**DIRECTIONS:** Among the lines below, count those that include "message", and state the count alone.

[Stored items]
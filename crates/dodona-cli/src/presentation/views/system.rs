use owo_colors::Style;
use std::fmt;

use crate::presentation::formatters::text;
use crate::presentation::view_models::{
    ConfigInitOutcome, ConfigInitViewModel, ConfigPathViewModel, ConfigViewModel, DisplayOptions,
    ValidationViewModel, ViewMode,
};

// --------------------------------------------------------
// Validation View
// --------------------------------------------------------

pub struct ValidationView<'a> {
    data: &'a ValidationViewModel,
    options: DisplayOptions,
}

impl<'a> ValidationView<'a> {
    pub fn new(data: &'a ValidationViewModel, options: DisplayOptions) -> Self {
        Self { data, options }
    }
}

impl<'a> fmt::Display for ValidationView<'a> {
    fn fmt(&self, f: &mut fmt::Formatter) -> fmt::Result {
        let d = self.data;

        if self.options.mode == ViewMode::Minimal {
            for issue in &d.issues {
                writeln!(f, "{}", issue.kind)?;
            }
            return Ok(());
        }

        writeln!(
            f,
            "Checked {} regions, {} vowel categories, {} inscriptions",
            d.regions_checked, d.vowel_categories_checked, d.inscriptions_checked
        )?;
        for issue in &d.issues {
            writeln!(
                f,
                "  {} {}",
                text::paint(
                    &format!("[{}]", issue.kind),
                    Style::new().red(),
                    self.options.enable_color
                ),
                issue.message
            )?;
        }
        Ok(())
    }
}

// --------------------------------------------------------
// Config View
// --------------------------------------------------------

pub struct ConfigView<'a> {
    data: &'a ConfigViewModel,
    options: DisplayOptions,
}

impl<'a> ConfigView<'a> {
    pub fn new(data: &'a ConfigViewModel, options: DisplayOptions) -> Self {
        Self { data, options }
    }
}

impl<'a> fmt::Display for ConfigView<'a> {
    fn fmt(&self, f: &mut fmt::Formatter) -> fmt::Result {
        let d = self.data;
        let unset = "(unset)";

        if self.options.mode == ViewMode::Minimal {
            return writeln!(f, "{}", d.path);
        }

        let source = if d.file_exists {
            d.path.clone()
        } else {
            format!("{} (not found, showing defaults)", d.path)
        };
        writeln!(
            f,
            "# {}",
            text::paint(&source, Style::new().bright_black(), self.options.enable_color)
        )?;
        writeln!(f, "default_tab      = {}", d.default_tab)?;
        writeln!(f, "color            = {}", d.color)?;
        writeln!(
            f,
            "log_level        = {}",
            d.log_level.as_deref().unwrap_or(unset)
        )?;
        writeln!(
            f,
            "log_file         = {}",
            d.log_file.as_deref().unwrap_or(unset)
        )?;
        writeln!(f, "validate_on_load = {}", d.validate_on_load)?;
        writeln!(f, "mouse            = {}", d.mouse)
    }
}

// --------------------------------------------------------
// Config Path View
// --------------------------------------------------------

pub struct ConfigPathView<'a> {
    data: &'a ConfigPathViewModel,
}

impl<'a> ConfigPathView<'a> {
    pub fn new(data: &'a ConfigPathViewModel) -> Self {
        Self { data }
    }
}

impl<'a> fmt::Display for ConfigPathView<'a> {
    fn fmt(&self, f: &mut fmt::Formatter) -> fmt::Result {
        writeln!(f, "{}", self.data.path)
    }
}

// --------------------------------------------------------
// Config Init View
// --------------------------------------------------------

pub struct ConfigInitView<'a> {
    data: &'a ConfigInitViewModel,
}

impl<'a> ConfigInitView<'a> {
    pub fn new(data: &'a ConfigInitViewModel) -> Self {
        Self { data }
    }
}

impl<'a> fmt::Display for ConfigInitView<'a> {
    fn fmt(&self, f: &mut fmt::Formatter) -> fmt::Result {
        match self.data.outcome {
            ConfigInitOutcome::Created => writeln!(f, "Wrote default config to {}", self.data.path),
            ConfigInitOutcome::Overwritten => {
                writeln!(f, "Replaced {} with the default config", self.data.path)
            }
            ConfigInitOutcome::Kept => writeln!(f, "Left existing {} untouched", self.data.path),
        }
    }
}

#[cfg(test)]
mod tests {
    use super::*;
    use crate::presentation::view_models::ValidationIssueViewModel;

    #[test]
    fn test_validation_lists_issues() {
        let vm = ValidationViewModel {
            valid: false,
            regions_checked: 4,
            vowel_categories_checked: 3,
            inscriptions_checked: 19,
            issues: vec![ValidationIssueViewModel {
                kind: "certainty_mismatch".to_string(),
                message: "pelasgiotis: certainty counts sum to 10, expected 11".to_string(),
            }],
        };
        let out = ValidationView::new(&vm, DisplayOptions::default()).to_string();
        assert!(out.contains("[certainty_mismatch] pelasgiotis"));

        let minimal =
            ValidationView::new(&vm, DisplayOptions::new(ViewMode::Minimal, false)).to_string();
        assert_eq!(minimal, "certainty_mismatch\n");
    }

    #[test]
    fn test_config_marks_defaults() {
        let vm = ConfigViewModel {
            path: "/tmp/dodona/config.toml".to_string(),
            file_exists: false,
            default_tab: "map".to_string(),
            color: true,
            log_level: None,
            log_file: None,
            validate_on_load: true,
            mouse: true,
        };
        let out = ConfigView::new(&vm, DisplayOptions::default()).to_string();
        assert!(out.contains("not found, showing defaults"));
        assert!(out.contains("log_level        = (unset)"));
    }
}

* * *

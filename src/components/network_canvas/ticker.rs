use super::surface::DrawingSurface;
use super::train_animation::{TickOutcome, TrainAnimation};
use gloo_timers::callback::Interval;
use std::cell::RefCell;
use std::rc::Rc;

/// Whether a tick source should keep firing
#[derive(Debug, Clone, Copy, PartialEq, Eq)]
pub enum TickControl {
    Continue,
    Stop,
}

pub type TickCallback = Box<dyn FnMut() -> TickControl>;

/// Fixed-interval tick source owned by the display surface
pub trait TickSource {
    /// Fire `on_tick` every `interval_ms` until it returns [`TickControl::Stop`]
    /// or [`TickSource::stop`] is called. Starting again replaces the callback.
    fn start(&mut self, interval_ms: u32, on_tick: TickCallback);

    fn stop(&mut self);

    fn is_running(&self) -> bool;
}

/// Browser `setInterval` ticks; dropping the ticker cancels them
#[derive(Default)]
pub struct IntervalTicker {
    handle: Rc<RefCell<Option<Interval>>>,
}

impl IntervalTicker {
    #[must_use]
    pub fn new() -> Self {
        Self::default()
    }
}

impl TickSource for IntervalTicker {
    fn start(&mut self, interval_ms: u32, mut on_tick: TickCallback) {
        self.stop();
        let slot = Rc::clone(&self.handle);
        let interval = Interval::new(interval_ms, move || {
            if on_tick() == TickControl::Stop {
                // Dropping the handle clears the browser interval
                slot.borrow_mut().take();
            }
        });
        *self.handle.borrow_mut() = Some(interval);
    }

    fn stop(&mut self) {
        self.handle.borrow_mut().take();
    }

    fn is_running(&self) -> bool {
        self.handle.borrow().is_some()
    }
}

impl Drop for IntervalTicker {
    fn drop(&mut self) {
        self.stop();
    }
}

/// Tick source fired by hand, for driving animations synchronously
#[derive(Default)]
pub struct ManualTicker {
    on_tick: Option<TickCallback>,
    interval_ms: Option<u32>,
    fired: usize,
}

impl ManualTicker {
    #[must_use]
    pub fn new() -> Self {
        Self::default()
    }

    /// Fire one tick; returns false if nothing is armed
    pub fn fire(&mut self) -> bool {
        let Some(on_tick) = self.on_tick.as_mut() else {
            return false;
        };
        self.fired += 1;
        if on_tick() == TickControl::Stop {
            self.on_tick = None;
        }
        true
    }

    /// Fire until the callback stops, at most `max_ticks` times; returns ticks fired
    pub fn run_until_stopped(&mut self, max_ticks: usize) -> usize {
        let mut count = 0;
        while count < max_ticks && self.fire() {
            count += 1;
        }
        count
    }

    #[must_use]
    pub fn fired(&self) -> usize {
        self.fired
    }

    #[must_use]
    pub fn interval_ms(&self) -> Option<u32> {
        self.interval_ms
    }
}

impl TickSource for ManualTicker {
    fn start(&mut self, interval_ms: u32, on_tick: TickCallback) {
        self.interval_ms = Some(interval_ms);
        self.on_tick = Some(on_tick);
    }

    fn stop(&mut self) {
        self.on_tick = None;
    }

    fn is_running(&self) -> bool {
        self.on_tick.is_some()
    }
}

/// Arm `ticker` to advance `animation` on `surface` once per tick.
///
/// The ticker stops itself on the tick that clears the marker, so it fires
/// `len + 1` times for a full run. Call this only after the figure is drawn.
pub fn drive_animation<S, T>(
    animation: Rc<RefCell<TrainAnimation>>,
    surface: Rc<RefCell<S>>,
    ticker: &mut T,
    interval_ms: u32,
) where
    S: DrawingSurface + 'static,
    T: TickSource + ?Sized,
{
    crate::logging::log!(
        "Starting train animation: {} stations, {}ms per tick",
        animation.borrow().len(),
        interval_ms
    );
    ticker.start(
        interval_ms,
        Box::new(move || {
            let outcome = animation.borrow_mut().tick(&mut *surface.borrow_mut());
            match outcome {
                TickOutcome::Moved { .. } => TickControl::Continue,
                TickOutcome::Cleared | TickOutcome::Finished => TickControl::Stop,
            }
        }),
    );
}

---

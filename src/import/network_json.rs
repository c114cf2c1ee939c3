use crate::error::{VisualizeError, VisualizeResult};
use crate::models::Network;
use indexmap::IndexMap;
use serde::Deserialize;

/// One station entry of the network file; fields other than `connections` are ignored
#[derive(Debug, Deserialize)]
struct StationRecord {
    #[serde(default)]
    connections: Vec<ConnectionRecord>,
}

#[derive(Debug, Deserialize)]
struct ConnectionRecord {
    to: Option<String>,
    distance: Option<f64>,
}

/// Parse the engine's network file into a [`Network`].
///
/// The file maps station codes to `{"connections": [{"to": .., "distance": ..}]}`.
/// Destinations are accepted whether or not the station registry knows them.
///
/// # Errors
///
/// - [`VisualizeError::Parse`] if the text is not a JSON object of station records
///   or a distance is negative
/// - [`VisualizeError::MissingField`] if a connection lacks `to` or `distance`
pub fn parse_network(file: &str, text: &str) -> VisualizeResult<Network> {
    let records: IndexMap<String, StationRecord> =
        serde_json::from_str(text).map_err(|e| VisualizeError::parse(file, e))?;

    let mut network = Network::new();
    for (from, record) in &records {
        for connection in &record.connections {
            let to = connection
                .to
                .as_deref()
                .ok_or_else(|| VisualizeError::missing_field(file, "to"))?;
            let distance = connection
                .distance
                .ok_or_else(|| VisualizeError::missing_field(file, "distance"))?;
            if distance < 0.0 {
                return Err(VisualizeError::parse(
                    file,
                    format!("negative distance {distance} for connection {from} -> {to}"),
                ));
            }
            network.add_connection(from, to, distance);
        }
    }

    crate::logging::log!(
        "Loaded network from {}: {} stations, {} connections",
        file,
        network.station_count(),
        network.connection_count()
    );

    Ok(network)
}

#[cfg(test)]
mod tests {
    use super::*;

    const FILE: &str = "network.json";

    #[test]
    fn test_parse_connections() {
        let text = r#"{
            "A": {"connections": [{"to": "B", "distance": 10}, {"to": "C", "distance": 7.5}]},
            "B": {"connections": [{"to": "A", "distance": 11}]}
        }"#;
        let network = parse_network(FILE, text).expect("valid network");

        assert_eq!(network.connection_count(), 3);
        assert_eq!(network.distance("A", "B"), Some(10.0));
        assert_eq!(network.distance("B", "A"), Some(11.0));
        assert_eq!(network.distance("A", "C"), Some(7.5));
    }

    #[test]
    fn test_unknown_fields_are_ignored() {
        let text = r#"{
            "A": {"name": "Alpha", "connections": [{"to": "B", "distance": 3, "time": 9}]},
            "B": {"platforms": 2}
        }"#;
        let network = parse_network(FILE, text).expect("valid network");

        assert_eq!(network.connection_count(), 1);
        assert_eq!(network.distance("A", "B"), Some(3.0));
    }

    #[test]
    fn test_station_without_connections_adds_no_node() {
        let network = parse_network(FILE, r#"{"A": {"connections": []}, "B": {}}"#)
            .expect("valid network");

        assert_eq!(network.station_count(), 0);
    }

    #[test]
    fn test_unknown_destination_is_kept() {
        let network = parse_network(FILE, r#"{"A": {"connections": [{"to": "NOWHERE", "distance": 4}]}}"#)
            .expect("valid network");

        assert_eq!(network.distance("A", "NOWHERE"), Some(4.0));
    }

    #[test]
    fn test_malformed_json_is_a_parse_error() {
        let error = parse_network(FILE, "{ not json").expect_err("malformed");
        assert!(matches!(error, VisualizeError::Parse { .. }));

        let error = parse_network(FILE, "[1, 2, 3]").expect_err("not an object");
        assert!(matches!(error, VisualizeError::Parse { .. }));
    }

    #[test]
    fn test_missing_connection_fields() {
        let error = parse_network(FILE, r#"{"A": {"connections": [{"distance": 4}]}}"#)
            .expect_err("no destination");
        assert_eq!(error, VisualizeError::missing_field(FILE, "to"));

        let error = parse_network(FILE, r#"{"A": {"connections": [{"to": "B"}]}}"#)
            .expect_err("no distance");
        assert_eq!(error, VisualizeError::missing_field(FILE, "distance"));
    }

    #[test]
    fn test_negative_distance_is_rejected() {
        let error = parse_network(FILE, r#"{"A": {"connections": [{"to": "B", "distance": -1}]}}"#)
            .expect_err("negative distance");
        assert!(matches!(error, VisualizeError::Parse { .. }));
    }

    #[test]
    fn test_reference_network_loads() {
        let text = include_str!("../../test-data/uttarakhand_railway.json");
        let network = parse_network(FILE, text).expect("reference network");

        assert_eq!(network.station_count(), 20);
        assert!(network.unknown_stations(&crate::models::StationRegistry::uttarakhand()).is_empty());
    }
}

**SOLUTION FOR THIS EXERCISE:** 2